Austrian footballer (1936–1995)

Erich Hof (3 August 1936 – 25 January 1995) was an Austrian football player and coach who played as a forward.

==Career==
Born in the Brigittenau district of Vienna, Hof began playing football as a striker with FC Hochstädt. In 1952, he joined Wiener Sport-Club, where he would play until 1969, with the exception of a brief stint with Austria Wien in 1964. He led the Austrian league in goal-scoring in 1959 and 1961 with 32 and 21 goals respectively. Hof was a leading Austrian footballer in the 1960s and was known as "The Professor of Football" (Der Professor des Fußballs).

Hof made 37 appearances and scored 28 goals for the Austria national team from 1957 to 1968. He made his debut in a friendly match against West Germany on 10 March 1957.

==Career statistics==
===International===
Scores and results list Austria's goal tally first, score column indicates score after each Hof goal.

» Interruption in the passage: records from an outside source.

//! Detects sellers in the cart that no delivery option covers.
//!
//! Coverage is decided by exact seller-id match only. A platform-wide option
//! (no `seller_id`) never covers a seller, and a line item without a product
//! or seller reference never contributes a seller.

use std::collections::HashSet;

use crate::types::{CartLineItem, ShippingOption};

pub const NOTICE_HEADING: &str = "Missing seller shipping option";
pub const NOTICE_TITLE: &str = "Some of the sellers in your cart do not have shipping options.";
/// Where the blocking notice sends the shopper when dismissed.
pub const NOTICE_CLOSE_HREF: &str = "/cart";

/// Result of comparing cart sellers against delivery-option sellers.
#[derive(Debug, Clone, Default, PartialEq, Eq)]
pub struct SellerCoverage {
    /// Seller ids in the cart with no matching option, in first-seen order.
    pub missing_seller_ids: Vec<String>,
    /// Whether the blocking notice should be shown.
    pub should_prompt: bool,
}

impl SellerCoverage {
    #[must_use]
    pub fn is_complete(&self) -> bool {
        self.missing_seller_ids.is_empty()
    }
}

/// Computes which cart sellers have no delivery option.
///
/// Pickup options are excluded before comparing. The prompt is suppressed
/// once the cart already has a confirmed shipping method.
#[must_use]
pub fn compute_missing_sellers(
    items: &[CartLineItem],
    options: &[ShippingOption],
    has_confirmed_shipping_methods: bool,
) -> SellerCoverage {
    let covered: HashSet<&str> = options
        .iter()
        .filter(|o| !o.is_pickup())
        .filter_map(|o| o.seller_id.as_deref())
        .collect();

    let mut seen = HashSet::new();
    let missing_seller_ids: Vec<String> = items
        .iter()
        .filter_map(CartLineItem::seller)
        .map(|s| s.id.as_str())
        .filter(|id| seen.insert(*id))
        .filter(|id| !covered.contains(id))
        .map(str::to_owned)
        .collect();

    let should_prompt = !missing_seller_ids.is_empty() && !has_confirmed_shipping_methods;

    SellerCoverage {
        missing_seller_ids,
        should_prompt,
    }
}

/// Display names for the missing sellers, in cart order and de-duplicated.
#[must_use]
pub fn missing_seller_names(items: &[CartLineItem], coverage: &SellerCoverage) -> Vec<String> {
    let mut seen = HashSet::new();
    items
        .iter()
        .filter_map(CartLineItem::seller)
        .filter(|s| coverage.missing_seller_ids.contains(&s.id))
        .filter(|s| seen.insert(s.id.as_str()))
        .map(|s| s.name.clone())
        .collect()
}

/// Copy for the blocking "missing seller" prompt.
#[derive(Debug, Clone, PartialEq, Eq)]
pub struct MissingSellerNotice {
    pub seller_names: Vec<String>,
}

impl MissingSellerNotice {
    /// Builds the notice when `coverage` asks for a prompt.
    #[must_use]
    pub fn from_coverage(items: &[CartLineItem], coverage: &SellerCoverage) -> Option<Self> {
        if !coverage.should_prompt {
            return None;
        }
        Some(Self {
            seller_names: missing_seller_names(items, coverage),
        })
    }

    #[must_use]
    pub fn heading(&self) -> &'static str {
        NOTICE_HEADING
    }

    #[must_use]
    pub fn title(&self) -> &'static str {
        NOTICE_TITLE
    }

    /// "him" for exactly one seller, "them" otherwise.
    #[must_use]
    pub fn pronoun(&self) -> &'static str {
        if self.seller_names.len() == 1 {
            "him"
        } else {
            "them"
        }
    }

    #[must_use]
    pub fn body(&self) -> String {
        format!(
            "Please remove the {} items or contact {} to get the shipping options.",
            self.seller_names.join(", "),
            self.pronoun()
        )
    }

    /// Full notice text: title followed by body.
    #[must_use]
    pub fn message(&self) -> String {
        format!("{} {}", self.title(), self.body())
    }

    #[must_use]
    pub fn close_href(&self) -> &'static str {
        NOTICE_CLOSE_HREF
    }
}

#[cfg(test)]
#[path = "coverage_test.rs"]
mod tests;
//! Partitions shipping options by the seller that offers them.

use indexmap::IndexMap;

use crate::types::ShippingOption;

/// Heading used for options that no seller owns.
pub const PLATFORM_HEADING: &str = "Platform";

/// Grouping key: a specific seller, or the platform-wide bucket.
#[derive(Debug, Clone, PartialEq, Eq, Hash)]
pub enum SellerKey {
    Platform,
    Seller(String),
}

impl SellerKey {
    #[must_use]
    pub fn of(option: &ShippingOption) -> Self {
        match option.seller_id.as_deref() {
            Some(id) if !id.is_empty() => SellerKey::Seller(id.to_owned()),
            _ => SellerKey::Platform,
        }
    }

    #[must_use]
    pub fn seller_id(&self) -> Option<&str> {
        match self {
            SellerKey::Platform => None,
            SellerKey::Seller(id) => Some(id.as_str()),
        }
    }
}

impl std::fmt::Display for SellerKey {
    fn fmt(&self, f: &mut std::fmt::Formatter<'_>) -> std::fmt::Result {
        match self {
            SellerKey::Platform => write!(f, "platform"),
            SellerKey::Seller(id) => write!(f, "{id}"),
        }
    }
}

/// Options offered by one seller, in input order.
#[derive(Debug, Clone, PartialEq, Eq)]
pub struct SellerGroup<'a> {
    pub key: SellerKey,
    pub options: Vec<&'a ShippingOption>,
}

impl SellerGroup<'_> {
    /// Display heading: first option's seller name, else the seller id.
    #[must_use]
    pub fn heading(&self) -> String {
        let first_name = self
            .options
            .first()
            .and_then(|o| o.seller_name.as_deref())
            .filter(|n| !n.trim().is_empty());
        match (first_name, &self.key) {
            (Some(name), _) => name.to_owned(),
            (None, SellerKey::Platform) => PLATFORM_HEADING.to_owned(),
            (None, SellerKey::Seller(id)) => id.clone(),
        }
    }
}

/// Ordered mapping from [`SellerKey`] to the options that key owns.
///
/// Keys iterate in order of first encounter.
#[derive(Debug, Clone, Default, PartialEq, Eq)]
pub struct SellerGroups<'a> {
    groups: IndexMap<SellerKey, SellerGroup<'a>>,
}

impl<'a> SellerGroups<'a> {
    #[must_use]
    pub fn get(&self, key: &SellerKey) -> Option<&SellerGroup<'a>> {
        self.groups.get(key)
    }

    pub fn iter(&self) -> indexmap::map::Values<'_, SellerKey, SellerGroup<'a>> {
        self.groups.values()
    }

    #[must_use]
    pub fn keys(&self) -> Vec<&SellerKey> {
        self.groups.keys().collect()
    }

    #[must_use]
    pub fn len(&self) -> usize {
        self.groups.len()
    }

    #[must_use]
    pub fn is_empty(&self) -> bool {
        self.groups.is_empty()
    }

    /// Total options across every group.
    #[must_use]
    pub fn option_count(&self) -> usize {
        self.groups.values().map(|g| g.options.len()).sum()
    }

    fn push(mut self, option: &'a ShippingOption) -> Self {
        let key = SellerKey::of(option);
        self.groups
            .entry(key.clone())
            .or_insert_with(|| SellerGroup {
                key,
                options: Vec::new(),
            })
            .options
            .push(option);
        self
    }
}

impl<'a> IntoIterator for SellerGroups<'a> {
    type Item = SellerGroup<'a>;
    type IntoIter = indexmap::map::IntoValues<SellerKey, SellerGroup<'a>>;

    fn into_iter(self) -> Self::IntoIter {
        self.groups.into_values()
    }
}

impl<'s, 'a> IntoIterator for &'s SellerGroups<'a> {
    type Item = &'s SellerGroup<'a>;
    type IntoIter = indexmap::map::Values<'s, SellerKey, SellerGroup<'a>>;

    fn into_iter(self) -> Self::IntoIter {
        self.groups.values()
    }
}

/// Groups `options` by seller, preserving input order within each group.
#[must_use]
pub fn group_by_seller(options: &[ShippingOption]) -> SellerGroups<'_> {
    options
        .iter()
        .fold(SellerGroups::default(), SellerGroups::push)
}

List of international goals scored by Erich Hof
| No. | Date | Venue | Opponent | Score | Result | Competition | Ref. |
| 1 | 5 October 1958 | Praterstadion, Vienna, Austria | France | 1–0 | 1–2 | Friendly |  |
| 2 | 20 May 1959 | Ullevaal Stadion, Oslo, Norway | Norway | 1–0 | 1–0 | 1960 European Nations' Cup qualification |  |
| 3 | 14 June 1959 | Praterstadion, Vienna, Austria | Belgium | 2–2 | 4–2 | Friendly |  |
| 4 | 3–2 |
| 5 | 23 September 1959 | Praterstadion, Vienna, Austria | Norway | 3–1 | 5–2 | 1960 European Nations' Cup qualification |  |
| 6 | 5–2 |
| 7 | 22 November 1959 | Mestalla Stadium, Valencia, Spain | Spain | 1–3 | 3–6 | Friendly |  |
| 8 | 29 May 1960 | Praterstadion, Vienna, Austria | Scotland | – | 4–1 | Friendly |  |
| 9 | – |
| 10 | 22 June 1960 | Ullevaal Stadion, Oslo, Norway | Norway | – | 2–1 | Friendly |  |
| 11 | 4 September 1960 | Praterstadion, Vienna, Austria | Soviet Union | 1–1 | 3–1 | Friendly |  |
| 12 | 3–1 |
| 13 | 30 October 1960 | Praterstadion, Vienna, Austria | Spain | 3–0 | 3–0 | Friendly |  |
| 14 | 10 December 1960 | Stadio San Paolo, Naples, Italy | Italy | 1–0 | 2–1 | Friendly |  |
| 15 | 27 May 1961 | Praterstadion, Vienna, Austria | England | 1–0 | 3–1 | Friendly |  |
| 16 | 8 October 1961 | Praterstadion, Vienna, Austria | Hungary | – | 2–1 | Friendly |  |
| 17 | 8 April 1962 | Dalymount Park, Dublin, Ireland | Republic of Ireland | 3–2 | 3–2 | Friendly |  |
| 18 | 6 May 1962 | Praterstadion, Vienna, Austria | Bulgaria | – | 2–0 | Friendly |  |
| 19 | 25 April 1965 | Praterstadion, Vienna, Austria | East Germany | 1–0 | 1–1 | 1966 FIFA World Cup qualification |  |
| 20 | 11 June 1967 | Central Lenin Stadium, Moscow, Russia | Soviet Union | 1–2 | 3–4 | UEFA Euro 1968 qualification |  |
| 21 | 6 September 1967 | Praterstadion, Vienna, Austria | Hungary | – | 1–3 | Friendly |  |
| 22 | 19 May 1968 | Praterstadion, Vienna, Austria | Cyprus | 1–0 | 7–1 | 1970 FIFA World Cup qualification |  |
| 23 | 3–0 |
| 24 | 4–1 |
| 25 | 5–1 |
| 26 | 7–1 |
| 27 | 16 June 1968 | Kirov Stadium, Saint Petersburg, Russia | Soviet Union | – | 3–1 | Friendly |  |
| 28 | 10 November 1968 | Dalymount Park, Dublin, Ireland | Republic of Ireland | 2–0 | 2–2 | Friendly |  |

==Personal life==
Hof died from lung cancer in a Vienna hospital on 25 January 1995.

He was the brother of retired footballer Norbert Hof.